Bogdonavich looked up from the Norden, through the aircraft’s Plexiglas nose, and saw a wide-angle vision of hell. Smoke boiled from a burning refinery, the work of bombs dropped by aircraft ahead in the formation. Both the earth and sky seemed to burn. Antiaircraft artillery rounds exploded into black puffs and slashed the air.
Up on the flight deck, the aircraft commander, Lieutenant Wilson, switched off the autopilot and racked the Liberator into a steep left bank. Now the goal was survival: escape the flak storm and turn onto the egress route over Yugoslavia. Clear the Dinaric Alps and cross the Adriatic to get back to base in southern Italy. Chalk up another mission toward completing the tour. For the crew of Miss Caroline, this was number eight. At least twenty-two more to go, assuming they managed to return to base.
Once the Liberator cleared the target area, the flak fire vanished. Bogdonavich heard Wilson ask for a damage report.
“Minimal,” Sergeant Bowers, the flight engineer, answered. “Sheet metal damage in the bomb bay. And oil pressure’s a little low in number four.”
Miss Caroline had made it through the bomb run nearly unscathed, but that didn’t mean the danger had passed. German fighters prowled egress routes, looking to exact vengeance. A bomber shot down meant a bomber that would never again threaten the Reich.
“All right, people,” Wilson called. “Use those eyeballs.”
Bogdonavich scanned the blue ahead of him. The cruciform figures of twenty B-24s dotted the sky, three of them trailing smoke. Next to Bogdonavich, Lieutenant Greenbaum, the navigator, shook his head. Bogdonavich knew what the nav was thinking: Those three stricken aircraft would probably never make it back to Italy. Bogdonavich had already counted four Liberators blown out of the sky—just the ones he’d seen. Each downed plane meant ten men dead or missing.
Below, forested hills rolled along like green ripples. In the valleys, the patchwork of fields and hedgerows offered little evidence of combat. Germans occupied most of that ground, but sheep grazed as if conflict never reached this far into Balkan farmland. Bogdonavich imagined families at their tables, blissfully ignorant of the destruction just over the horizon.

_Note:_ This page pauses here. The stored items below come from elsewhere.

//! Settings shared by every facturacion crate.

pub mod secret;
pub mod settings;

pub use secret::Secret;
pub use settings::{DatabaseSettings, Environment, LogFormat, Settings, TelemetrySettings};
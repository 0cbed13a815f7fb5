use std::fmt;
use std::time::Duration;

use async_trait::async_trait;
use facturacion_kernel::{DatabaseSettings, Secret};

use crate::error::DbError;

/// Where to connect: server address, database and session options.
///
/// Credentials are kept apart so the target can be logged freely.
#[derive(Debug, Clone, PartialEq, Eq)]
pub struct ConnectionTarget {
    pub host: String,
    pub port: u16,
    pub database: String,
    pub use_unicode: bool,
    pub server_timezone: String,
    pub connect_timeout: Option<Duration>,
}

impl From<&DatabaseSettings> for ConnectionTarget {
    fn from(settings: &DatabaseSettings) -> Self {
        Self {
            host: settings.host.clone(),
            port: settings.port,
            database: settings.name.clone(),
            use_unicode: settings.use_unicode,
            server_timezone: settings.server_timezone.clone(),
            connect_timeout: settings.connect_timeout_ms.map(Duration::from_millis),
        }
    }
}

impl fmt::Display for ConnectionTarget {
    fn fmt(&self, f: &mut fmt::Formatter<'_>) -> fmt::Result {
        write!(
            f,
            "{}:{}/{}?useUnicode={}&serverTimezone={}",
            self.host, self.port, self.database, self.use_unicode, self.server_timezone
        )
    }
}

#[derive(Debug, Clone)]
pub struct Credentials {
    pub username: String,
    pub password: Secret,
}

impl From<&DatabaseSettings> for Credentials {
    fn from(settings: &DatabaseSettings) -> Self {
        Self {
            username: settings.username.clone(),
            password: settings.password.clone(),
        }
    }
}

/// A client library able to open sessions against one kind of server.
#[async_trait]
pub trait Driver: Send + Sync {
    /// Canonical identifier used for lookup.
    fn name(&self) -> &'static str;

    /// Additional identifiers this driver answers to.
    fn aliases(&self) -> &'static [&'static str] {
        &[]
    }

    /// Open a single session. No retries.
    async fn connect(
        &self,
        target: &ConnectionTarget,
        credentials: &Credentials,
    ) -> Result<Box<dyn DriverConnection>, DbError>;
}

/// A live session handed out by a [`Driver`].
#[async_trait]
pub trait DriverConnection: Send {
    /// Release the session. Closing twice is a no-op.
    async fn close(&mut self) -> Result<(), DbError>;
}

But he knew better. Yugoslavia wasn’t only at war against Nazi occupiers. Yugoslavia was at war with itself; a civil war within a world war. Bogdonavich’s father had emigrated from this land to the United States at the end of the Great War. The nation his father called the Old Country was tearing itself apart. Chetniks led by General Draza Mihailovich battled with Partisans led by Josip Broz Tito. The stories reaching Bogdonavich’s dad back in Pittsburgh were horrifying. Whenever Tito’s Communist-leaning forces took new territory, they conducted swift and public executions of anyone suspected of aiding the Chetniks. There were also reports of Chetnik massacres of Croats, Muslims, and Partisan prisoners of war.
A call from the flight engineer brought Bogdonavich back to immediate problems.
“Bandits at two o’clock high,” Bowers said.
Bogdonavich looked up and to his right. At first, he saw only the B-24s, heavy four-engine bombers lumbering toward home. But then dust motes appeared among them. The specks darted and turned. As Miss Caroline drew closer, the specks took the form of Messerschmitt Bf 109s.
Built for destroying bombers, a Bf 109 carried a pair of twenty-millimeter cannons. Bogdonavich had seen a 109 practically rip a Liberator in half. One of the 109s—there were at least eight of them—banked toward Miss Caroline. Balkenkreuz crosses marked its wings. The fighter’s guns began to flash. Bogdonavich felt hot all over.
“Here they come,” Wilson said. “Gunners, look alive.”
Bogdonavich reached for the .50-cal in the nose compartment. But when Wilson rolled the Liberator into a hard right turn, Bogdonavich lost sight of the fighter. Evidently, Bowers saw it, though. His top turret guns hammered away.
The Liberator shuddered. Bogdonavich felt the wings flex and tremble. In the same instant, the turret guns went silent. Disoriented, Bogdonavich tried to understand what was happening.
“Right wing’s on fire,” someone said on the interphone. Maybe one of the waist gunners.
“Engineer, how’s it looking?” Wilson asked.
No answer.
“Engineer, pilot,” Wilson called.
Still, no answer.
Runnels of blood, droplets pulsating with the thrum of the engines, oozed into the nose compartment. Horror gripped Bogdonavich as he realized what that meant: When the 109 raked Miss Caroline, the rounds must have torn through Sergeant Bowers in the top turret. Blood seeped through joints and crevices above the nose section. Vibration shook loose beads that spattered the navigator’s table and the bombardier’s control panel. It’s raining blood, Bogdonavich thought.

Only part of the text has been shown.